The problem is that the Legislature doesn't look at the booze business like we do: producers and wholesalers and retailers all bringing the wines, spirits, and beers we love to shelves near us, hopefully sold by folks who have the same kind of passion for it that we do (or, hey, by guys who want to make picking up the basics quick and easy). They don't look at it like those in the industry do, as a fair business that makes a decent profit and pays good wages. They don't even look at it like MADD and the neo-prohibitionists do, as the devil's handmaidens, selling pure liquid evil.

No, the Legislature looks at the booze business -- brewers, distillers, vintners, importers; wholesalers, retailers; bars, delis, restaurants, taverns, stadium concessions -- as a big piñata, stuffed full of revenue, the money that makes things work in Harrisburg. Yes, the money that builds roads (and drips down to corrupt the fat cats), and pays for the State Police, and higher education, and state parks, and so on and so on, and it's also the money that gets doled out to make friends happy, and pay for patronage work, and all the semi-shady crap that's been going on in Harrisburg...it's all revenue, and that's really how the Legislature sees the booze business: a piñata, dangling in front of them, bulging with bucks, and the stick's in their hands.

Step right up, Senator! See the beer distributors, gorged with the fruits of their semi-monopoly? WHACK! The bars, making money in cash, helped along by the limited competition the licensing system creates? WHACK! The wholesalers, a layer of markup forced onto the others by three-tier laws -- WHACK! -- the brewers, newly successful craft brewers and the roaring Yuengling -- WHACK! -- Pennsylvania's wineries, ignored by the State Store but making people happy with festival fun -- WHACK! --the new distillers, better teach them how it works before they get too big -- WHACK! -- and the grocers and drugstores, wow, new blood! -- WHACK! WHACK!

 WHACK!

And then...the piñata breaks. The revenue tumbles out! Oh boy, grab it, shovel it into your committee bags, scoop it up to take home to your campaign contributors! Don't worry about the broken shell of the piñata. Don't worry; the system has limped along for decades, made to work by dedicated people who worked within the ridiculous cage of complicated laws you made, who did their best to try to bring the citizens what other states' peoples took for granted. It doesn't matter if you don't get this right: you've been ignoring what's wrong with the State Store System for over 40 years, you can ignore the mess you're going to make with privatization, too.

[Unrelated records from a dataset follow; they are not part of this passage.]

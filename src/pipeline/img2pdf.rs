//! Image → PDF converter.
//!
//! Merges the images of the input directory into one PDF, or converts each
//! image into its own PDF, depending on the resolved [`ImagePlan`].
//!
//! The two collision policies differ on purpose:
//!
//! * a merge never fails or overwrites because the name is taken; the new
//!   file is written under a timestamped name instead
//! * per-image conversion skips images whose `<stem>.pdf` already exists, so
//!   re-running over the same directory only converts new images

use crate::pipeline::compose::compose_pdf;
use crate::pipeline::encode::write_output;
use crate::pipeline::input::list_images;
use crate::pipeline::{discover, file_name, record, Batch};
use crate::progress::{self, ProgressCallback};
use crate::report::{ItemOutcome, ItemStatus, RunReport};
use crate::settings::{AppSettings, WorkMode};
use crate::strategy::{image_pdf_name, merged_target, select_image_plan, ImagePlan};
use chrono::Utc;
use std::path::Path;
use tracing::{error, info, warn};

/// Converts a directory of images into PDF(s).
pub struct ImageToPdfConverter<'a> {
    settings: &'a AppSettings,
    progress: ProgressCallback,
}

impl<'a> ImageToPdfConverter<'a> {
    pub fn new(settings: &'a AppSettings) -> Self {
        Self {
            settings,
            progress: progress::noop(),
        }
    }

    pub fn with_progress(mut self, progress: ProgressCallback) -> Self {
        self.progress = progress;
        self
    }

    /// Convert every image in the input directory.
    ///
    /// Never fails: missing directories and per-item errors are logged and
    /// recorded in the returned report.
    pub fn run(&self) -> RunReport {
        let mode = WorkMode::ImageToPdf;
        let batch = match discover(&self.settings.directories, "images", list_images) {
            Ok(batch) => batch,
            Err(status) => {
                let report = RunReport::stopped(mode, status);
                self.progress.on_run_complete(&report);
                return report;
            }
        };

        let (plan, notice) = select_image_plan(&self.settings.pdf_strategy);
        if let Some(notice) = notice {
            warn!("{notice}");
        }
        info!(
            "Converting {} images from {} ({})",
            batch.inputs.len(),
            batch.input_dir.display(),
            self.settings.pdf_strategy.mode
        );
        self.progress.on_run_start(mode, batch.inputs.len());

        let mut report = RunReport::new(mode);
        match plan {
            ImagePlan::Merge {
                output_name,
                overwrite,
            } => {
                let outcome = self.merge(&batch, &output_name, overwrite);
                record(&mut report, &self.progress, outcome);
            }
            ImagePlan::PerImage { overwrite } => {
                for image in &batch.inputs {
                    let outcome = self.convert_one(image, &batch.output_dir, overwrite);
                    record(&mut report, &self.progress, outcome);
                }
            }
        }

        self.progress.on_run_complete(&report);
        report
    }

    fn merge(&self, batch: &Batch, output_name: &str, overwrite: bool) -> ItemOutcome {
        let target = merged_target(
            &batch.output_dir,
            output_name,
            overwrite,
            Utc::now().timestamp(),
        );
        if target.requested.is_some() {
            warn!(
                "Output file exists. Renaming to {}",
                file_name(&target.path)
            );
        }

        let written = compose_pdf(&batch.inputs, &target.path)
            .and_then(|bytes| write_output(&target.path, &bytes, overwrite));
        match written {
            Ok(()) => {
                info!(
                    "  Saved {} ({} pages)",
                    file_name(&target.path),
                    batch.inputs.len()
                );
                let status = match target.requested {
                    Some(requested) => ItemStatus::Renamed { requested },
                    None => ItemStatus::Written,
                };
                ItemOutcome {
                    source: batch.input_dir.clone(),
                    target: Some(target.path),
                    status,
                }
            }
            Err(e) => {
                error!("Failed to create {}: {e}", file_name(&target.path));
                ItemOutcome::failed(batch.input_dir.clone(), Some(target.path), e)
            }
        }
    }

    fn convert_one(&self, image: &Path, output_dir: &Path, overwrite: bool) -> ItemOutcome {
        let target = output_dir.join(image_pdf_name(image));
        if !overwrite && target.exists() {
            info!("Skipping {} (exists)", file_name(&target));
            return ItemOutcome::skipped(image, target);
        }

        let written = compose_pdf(&[image], &target)
            .and_then(|bytes| write_output(&target, &bytes, overwrite));
        match written {
            Ok(()) => {
                info!("  Saved {}", file_name(&target));
                ItemOutcome::written(image, target)
            }
            Err(e) => {
                error!("Failed to convert {}: {e}", file_name(image));
                ItemOutcome::failed(image, Some(target), e)
            }
        }
    }
}

#[cfg(test)]
mod tests {
    use super::*;
    use crate::error::ConvertError;
    use crate::report::RunStatus;
    use crate::settings::PdfMode;
    use image::{DynamicImage, Rgb, RgbImage};
    use std::fs;

    fn workspace(images: &[&str]) -> (tempfile::TempDir, AppSettings) {
        let root = tempfile::tempdir().unwrap();
        let input = root.path().join("input");
        fs::create_dir(&input).unwrap();
        for name in images {
            DynamicImage::ImageRgb8(RgbImage::from_pixel(4, 4, Rgb([9, 9, 9])))
                .save(input.join(name))
                .unwrap();
        }
        let settings = AppSettings::with_defaults(WorkMode::ImageToPdf, root.path());
        (root, settings)
    }

    #[test]
    fn merge_writes_single_file() {
        let (root, settings) = workspace(&["a.png", "b.png"]);
        let report = ImageToPdfConverter::new(&settings).run();
        assert_eq!(report.status, RunStatus::Completed);
        assert_eq!(report.items.len(), 1);
        assert!(matches!(report.items[0].status, ItemStatus::Written));
        assert!(root.path().join("output/merged.pdf").is_file());
    }

    #[test]
    fn merge_failure_is_one_failed_item() {
        let (root, settings) = workspace(&["a.png"]);
        fs::write(root.path().join("input/broken.jpg"), b"garbage").unwrap();
        let report = ImageToPdfConverter::new(&settings).run();
        assert_eq!(report.items.len(), 1);
        assert!(matches!(
            report.items[0].error(),
            Some(ConvertError::ImageDecode { .. })
        ));
        assert!(!root.path().join("output/merged.pdf").exists());
    }

    #[test]
    fn one_to_one_isolates_failures() {
        let (root, mut settings) = workspace(&["a.png", "c.png"]);
        fs::write(root.path().join("input/b.png"), b"garbage").unwrap();
        settings.pdf_strategy.mode = PdfMode::OneToOne;

        let report = ImageToPdfConverter::new(&settings).run();
        let summary = report.summary();
        assert_eq!((summary.written, summary.failed), (2, 1));
        assert!(root.path().join("output/a.pdf").is_file());
        assert!(!root.path().join("output/b.pdf").exists());
        assert!(root.path().join("output/c.pdf").is_file());
    }

    #[test]
    fn empty_input_is_no_inputs() {
        let (_root, settings) = workspace(&[]);
        let report = ImageToPdfConverter::new(&settings).run();
        assert_eq!(report.status, RunStatus::NoInputs);
        assert!(report.items.is_empty());
    }
}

Don't let this happen. Call your representatives, email them, visit them if you can. Go to Facebook, tell Representative Taylor that you want real privatization, not some watered-down "modernization." Here are some talking points, bullet points, really.
  • License fees are too damned high.
  • There are too many different types of license, and the mistake of the "case law" is repeated in multiples with all the different arbitrary limits on how much each license can sell in one transaction.
  • Beer distributors should not be charged a special fee to sell sixpacks, and there shouldn't be a minimum sale of a sixpack: do away with these ridiculous minimum and maximum sales altogether.
  • Privatize fully, NOW. Give them 6 months
Don't break the system to get at all the money inside. Free it up, and collect the extra taxes you'll get when people no longer feel the need, the urge, to avoid the screwed-up mess we have and buy across the border.

And most of all...there is no windfall. If the State Store System really were the "valuable public asset" the unions keep trying to tell us it is, some company would be offering you money to take it over and run it. It's not. It's an annoyance. The people of the state despise it, and can't wait to see it gone. Forcing the new licensees to pay for it is just...whacking the piñata.
 

The State Stores have had 80 years to get it right. They haven't, they won't. Game over. PRIVATIZE.